2) DE is basically the correct choice (and C Corp) if you plan to take outside
professional investment, maybe sell the corp, etc. And doing it properly will
cost about $5-10k; probably closer to $10k if some of the principals are non-
US-Citizens.

For any other business, you could consider C or S corp or LLC in your state-
of-intended-operation, to lower costs and hassle (so you only have to file
with one state). If you base yourself in Nevada, you pay no tax and cheap
filing costs; if you base yourself in NYC, ouch.

Of the "startup friendly states", I think TX and WA have the best tax
situations, but both have a weird corp tax (basically, on your gross receipts,
vs. profits), which can actually be worse for an R&D intensive business
(negative profits for a while) or a low-margin business).

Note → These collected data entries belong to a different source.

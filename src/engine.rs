//! Client-side synchronization of the ranked list.
//!
//! `SyncEngine` lives on the UI thread and is the only writer of the cache.
//! Remote calls run through a [`Spawner`] and report back over a channel;
//! `pump` drains that channel and fires timers, one completion at a time, so
//! every state change happens on this thread in arrival order.

use std::collections::HashMap;
use std::sync::mpsc::{self, Receiver, Sender};
use std::sync::Arc;
use std::time::{Duration, Instant};

use tracing::{debug, info, warn};

use crate::animator::{AnimationKind, FeedbackAnimator};
use crate::api_client::{FailureCategory, RemoteError, RemoteExecutor};
use crate::cache::ResultCache;
use crate::config::Config;
use crate::dispatch::Spawner;
use crate::feedback::{validate_feedback, FeedbackError, FeedbackStatus};
use crate::models::{
    Item, ItemId, PageResult, Pagination, QueryKey, VoteDirection, VoteTally, PAGE_SIZE,
};
use crate::optimistic::{MutationCoordinator, Resolution, VoteTicket};
use crate::poller::PollingScheduler;
use crate::refine::{Refinement, RefinementChoices};

/// Visible loading state of the active query.
#[derive(Debug, Clone, PartialEq, Eq)]
pub enum LoadState {
    Idle,
    Loading,
    Ready,
    Failed(String),
}

/// Why a fetch was issued. Only user fetches surface failures.
#[derive(Debug, Clone, Copy, PartialEq, Eq)]
pub enum FetchOrigin {
    User,
    Poll,
    Deferred,
}

#[derive(Debug, Clone)]
struct FetchTicket {
    key: QueryKey,
    seq: u64,
    origin: FetchOrigin,
    votes_at_issue: u64,
}

enum Completion {
    Fetch {
        ticket: FetchTicket,
        result: Result<PageResult, RemoteError>,
    },
    Vote {
        ticket: VoteTicket,
        result: Result<VoteTally, RemoteError>,
    },
    Feedback {
        item_id: ItemId,
        result: Result<(), RemoteError>,
    },
}

pub struct SyncEngine {
    executor: Arc<dyn RemoteExecutor>,
    spawner: Arc<dyn Spawner>,
    tx: Sender<Completion>,
    rx: Receiver<Completion>,
    active: QueryKey,
    cache: ResultCache,
    coordinator: MutationCoordinator,
    animator: FeedbackAnimator,
    poller: PollingScheduler,
    refinement: Refinement,
    load_state: LoadState,
    fetch_seq: u64,
    applied_fetch_seq: u64,
    user_fetch: Option<u64>,
    votes_issued: u64,
    in_flight: usize,
    feedback: HashMap<ItemId, FeedbackStatus>,
}

impl SyncEngine {
    pub fn new(
        config: &Config,
        executor: Arc<dyn RemoteExecutor>,
        spawner: Arc<dyn Spawner>,
        now: Instant,
    ) -> Self {
        let (tx, rx) = mpsc::channel();
        Self {
            executor,
            spawner,
            tx,
            rx,
            active: QueryKey::default(),
            cache: ResultCache::new(config.cache_capacity),
            coordinator: MutationCoordinator::new(
                config.refresh_delay,
                config.apply_server_tallies,
            ),
            animator: FeedbackAnimator::new(),
            poller: PollingScheduler::new(config.poll_interval, config.poll_quiet_period, now),
            refinement: Refinement::default(),
            load_state: LoadState::Idle,
            fetch_seq: 0,
            applied_fetch_seq: 0,
            user_fetch: None,
            votes_issued: 0,
            in_flight: 0,
            feedback: HashMap::new(),
        }
    }

    pub fn active_key(&self) -> &QueryKey {
        &self.active
    }

    /// Make `key` the displayed query.
    ///
    /// A cached page for `key` is shown right away and refreshed silently;
    /// otherwise the view goes into `Loading`. Fetches still in flight for
    /// the previous key are ignored when they land.
    pub fn set_query(&mut self, key: QueryKey, now: Instant) {
        if key == self.active {
            return;
        }
        info!("Switching query to {}", key);
        self.active = key;
        self.user_fetch = None;
        self.poller.reset(now);

        if self.cache.contains(&self.active) {
            self.load_state = LoadState::Ready;
            self.issue_fetch(FetchOrigin::Poll);
        } else {
            self.load_state = LoadState::Loading;
            let seq = self.issue_fetch(FetchOrigin::User);
            self.user_fetch = Some(seq);
        }
    }

    /// User-initiated re-fetch of the active query.
    pub fn refresh(&mut self, now: Instant) {
        self.load_state = LoadState::Loading;
        let seq = self.issue_fetch(FetchOrigin::User);
        self.user_fetch = Some(seq);
        self.poller.mark_polled(now);
    }

    /// Cast a vote on an item of the active page.
    ///
    /// Returns `false` when the item is not on the displayed page.
    pub fn vote(&mut self, id: ItemId, direction: VoteDirection, now: Instant) -> bool {
        let Some(item) = self.cache.read(&self.active).and_then(|page| page.item(id).cloned())
        else {
            warn!("Ignoring vote for item {} not on the active page", id);
            return false;
        };

        let (ticket, optimistic) = self.coordinator.begin(&self.active, &item, direction);
        self.cache
            .patch(&self.active, id, |item| item.with_tally(optimistic));
        let kind = match direction {
            VoteDirection::Up => AnimationKind::Up,
            VoteDirection::Down => AnimationKind::Down,
        };
        self.animator.trigger(id, kind, now);
        self.poller.note_mutation(now);
        self.votes_issued += 1;
        debug!("Optimistic vote {:?} on {} (seq {})", direction, id, ticket.seq);

        let executor = Arc::clone(&self.executor);
        let tx = self.tx.clone();
        self.spawn(move || {
            let result = executor.vote(ticket.item_id, ticket.direction);
            let _ = tx.send(Completion::Vote { ticket, result });
        });
        true
    }

    /// Validate and send feedback for an item.
    ///
    /// Text outside the accepted bounds is refused here without a remote
    /// call. A submission already in flight for the same item is not
    /// repeated.
    pub fn submit_feedback(&mut self, id: ItemId, text: &str) -> Result<(), FeedbackError> {
        let text = validate_feedback(text)?;
        if self.feedback.get(&id) == Some(&FeedbackStatus::Sending) {
            return Ok(());
        }
        self.feedback.insert(id, FeedbackStatus::Sending);

        let executor = Arc::clone(&self.executor);
        let tx = self.tx.clone();
        self.spawn(move || {
            let result = executor.submit_feedback(id, &text);
            let _ = tx.send(Completion::Feedback { item_id: id, result });
        });
        Ok(())
    }

    /// Apply finished remote calls and fire due timers.
    ///
    /// Returns `true` when anything visible may have changed.
    pub fn pump(&mut self, now: Instant) -> bool {
        let mut changed = false;

        while let Ok(completion) = self.rx.try_recv() {
            self.in_flight = self.in_flight.saturating_sub(1);
            changed = true;
            match completion {
                Completion::Fetch { ticket, result } => self.on_fetch(ticket, result),
                Completion::Vote { ticket, result } => self.on_vote(ticket, result, now),
                Completion::Feedback { item_id, result } => self.on_feedback(item_id, result),
            }
        }

        let before = self.animator.len();
        self.animator.sweep(now);
        changed |= before != self.animator.len();

        if !self.coordinator.has_pending() && self.coordinator.take_refresh(now) {
            debug!("Deferred refresh of {}", self.active);
            self.issue_fetch(FetchOrigin::Deferred);
            self.poller.mark_polled(now);
        } else if !self.coordinator.has_pending() && self.poller.due(now) {
            debug!("Polling {}", self.active);
            self.issue_fetch(FetchOrigin::Poll);
            self.poller.mark_polled(now);
        }

        changed
    }

    /// Earliest instant at which `pump` has timer work to do.
    pub fn next_wakeup(&self) -> Instant {
        [self.animator.next_expiry(), self.coordinator.refresh_at()]
            .into_iter()
            .flatten()
            .fold(self.poller.next_poll(), Instant::min)
    }

    /// Whether remote calls are outstanding.
    pub fn is_busy(&self) -> bool {
        self.in_flight > 0
    }

    pub fn page(&self) -> Option<Arc<PageResult>> {
        self.cache.read(&self.active)
    }

    pub fn cached(&self, key: &QueryKey) -> Option<Arc<PageResult>> {
        self.cache.read(key)
    }

    /// How long ago the active page was last stored.
    pub fn page_age(&self, now: Instant) -> Option<Duration> {
        self.cache.age(&self.active, now)
    }

    pub fn pagination(&self) -> Option<Pagination> {
        self.page().map(|page| page.pagination)
    }

    /// Items of the active page that pass the refinement.
    pub fn visible_items(&self) -> Vec<Arc<Item>> {
        self.page()
            .map(|page| self.refinement.apply(&page))
            .unwrap_or_default()
    }

    pub fn choices(&self) -> RefinementChoices {
        self.page()
            .map(|page| RefinementChoices::from_page(&page))
            .unwrap_or_default()
    }

    pub fn refinement(&self) -> &Refinement {
        &self.refinement
    }

    pub fn set_refinement(&mut self, refinement: Refinement) {
        self.refinement = refinement;
    }

    pub fn load_state(&self) -> &LoadState {
        &self.load_state
    }

    pub fn animation(&self, id: ItemId, now: Instant) -> Option<AnimationKind> {
        self.animator.current(id, now)
    }

    pub fn is_vote_pending(&self, id: ItemId) -> bool {
        self.coordinator.is_pending(id)
    }

    pub fn feedback_status(&self, id: ItemId) -> Option<&FeedbackStatus> {
        self.feedback.get(&id)
    }

    pub fn clear_feedback_status(&mut self, id: ItemId) {
        if self.feedback.get(&id) != Some(&FeedbackStatus::Sending) {
            self.feedback.remove(&id);
        }
    }

    fn spawn(&mut self, job: impl FnOnce() + Send + 'static) {
        self.in_flight += 1;
        self.spawner.spawn(Box::new(job));
    }

    fn issue_fetch(&mut self, origin: FetchOrigin) -> u64 {
        self.fetch_seq += 1;
        let ticket = FetchTicket {
            key: self.active.clone(),
            seq: self.fetch_seq,
            origin,
            votes_at_issue: self.votes_issued,
        };
        let seq = ticket.seq;

        let executor = Arc::clone(&self.executor);
        let tx = self.tx.clone();
        self.spawn(move || {
            let result = executor.list(&ticket.key, PAGE_SIZE);
            let _ = tx.send(Completion::Fetch { ticket, result });
        });
        seq
    }

    fn on_fetch(&mut self, ticket: FetchTicket, result: Result<PageResult, RemoteError>) {
        let is_user_fetch = self.user_fetch == Some(ticket.seq);
        if is_user_fetch {
            self.user_fetch = None;
        }

        if ticket.key != self.active {
            debug!("Discarding fetch for inactive query {}", ticket.key);
            return;
        }
        if ticket.seq < self.applied_fetch_seq {
            debug!("Discarding fetch {} older than applied {}", ticket.seq, self.applied_fetch_seq);
            return;
        }

        match result {
            Ok(page) => {
                let raced_vote = self.coordinator.has_pending()
                    || self.votes_issued != ticket.votes_at_issue;
                if ticket.origin != FetchOrigin::User && raced_vote {
                    debug!("Dropping background fetch that raced a vote on {}", ticket.key);
                    return;
                }
                debug!("Applying {} items for {}", page.items.len(), ticket.key);
                let page = self.rebase_pending(&ticket.key, page);
                self.cache.replace(ticket.key, page);
                self.applied_fetch_seq = ticket.seq;
                self.load_state = LoadState::Ready;
            }
            Err(e) if is_user_fetch => {
                warn!("Failed to load {}: {}", ticket.key, e);
                self.load_state = LoadState::Failed(e.to_string());
            }
            Err(e) => {
                debug!("Background fetch of {} failed, keeping stale data: {}", ticket.key, e);
            }
        }
    }

    /// Fold votes still in flight into a fetched page. The fetched tallies
    /// become their rollback target and the outstanding votes stay visible.
    fn rebase_pending(&mut self, key: &QueryKey, mut page: PageResult) -> PageResult {
        if !self.coordinator.has_pending() {
            return page;
        }
        for slot in page.items.iter_mut() {
            if self.coordinator.pending_key(slot.id) != Some(key) {
                continue;
            }
            if let Some(tally) = self.coordinator.rebase(slot.id, slot.tally()) {
                debug!("Rebased pending vote on {} onto {:?}", slot.id, slot.tally());
                *slot = Arc::new(slot.with_tally(tally));
            }
        }
        page
    }

    fn on_vote(&mut self, ticket: VoteTicket, result: Result<VoteTally, RemoteError>, now: Instant) {
        let id = ticket.item_id;
        match self.coordinator.resolve(&ticket, result, now) {
            Resolution::Confirmed { apply: Some(tally) } => {
                debug!("Vote on {} confirmed: {:?}", id, tally);
                self.cache
                    .patch(&ticket.key, id, |item| item.with_tally(tally));
            }
            Resolution::Confirmed { apply: None } => {
                debug!("Vote on {} confirmed", id);
            }
            Resolution::RolledBack { restore, error } => {
                let kind = match error.category() {
                    FailureCategory::TransientRejected => AnimationKind::Rejected,
                    _ => AnimationKind::Failed,
                };
                info!("Vote on {} rolled back: {}", id, error);
                self.cache
                    .patch(&ticket.key, id, |item| item.with_tally(restore));
                self.animator.trigger(id, kind, now);
            }
            Resolution::Superseded => {}
        }
        self.poller.note_mutation(now);
    }

    fn on_feedback(&mut self, id: ItemId, result: Result<(), RemoteError>) {
        let status = match result {
            Ok(()) => {
                info!("Feedback for {} sent", id);
                FeedbackStatus::Sent
            }
            Err(RemoteError::Rejected { message, .. }) => {
                warn!("Feedback for {} rejected: {}", id, message);
                FeedbackStatus::Failed(message)
            }
            Err(e) => {
                warn!("Feedback for {} failed: {}", id, e);
                FeedbackStatus::Failed(e.to_string())
            }
        };
        self.feedback.insert(id, status);
    }
}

3) This depends on the specific country you're moving from (i.e. where you
hold citizenship), the visa you're on in the US (if you're not a US citizen),
etc. There are pairwise double taxation agreements between countries, and I
think some EU-USA stuff. It also depends on the kind of earnings you have --
if it's wage income, for work performed above-board in the US, you'll be
paying US taxes + medicare/social security, and probably crediting that
against your possibly-higher foreign-citizenship taxes. If it's capital gains,
it depends on where you are when you realize them, and what visa, etc. you
have. It's complex.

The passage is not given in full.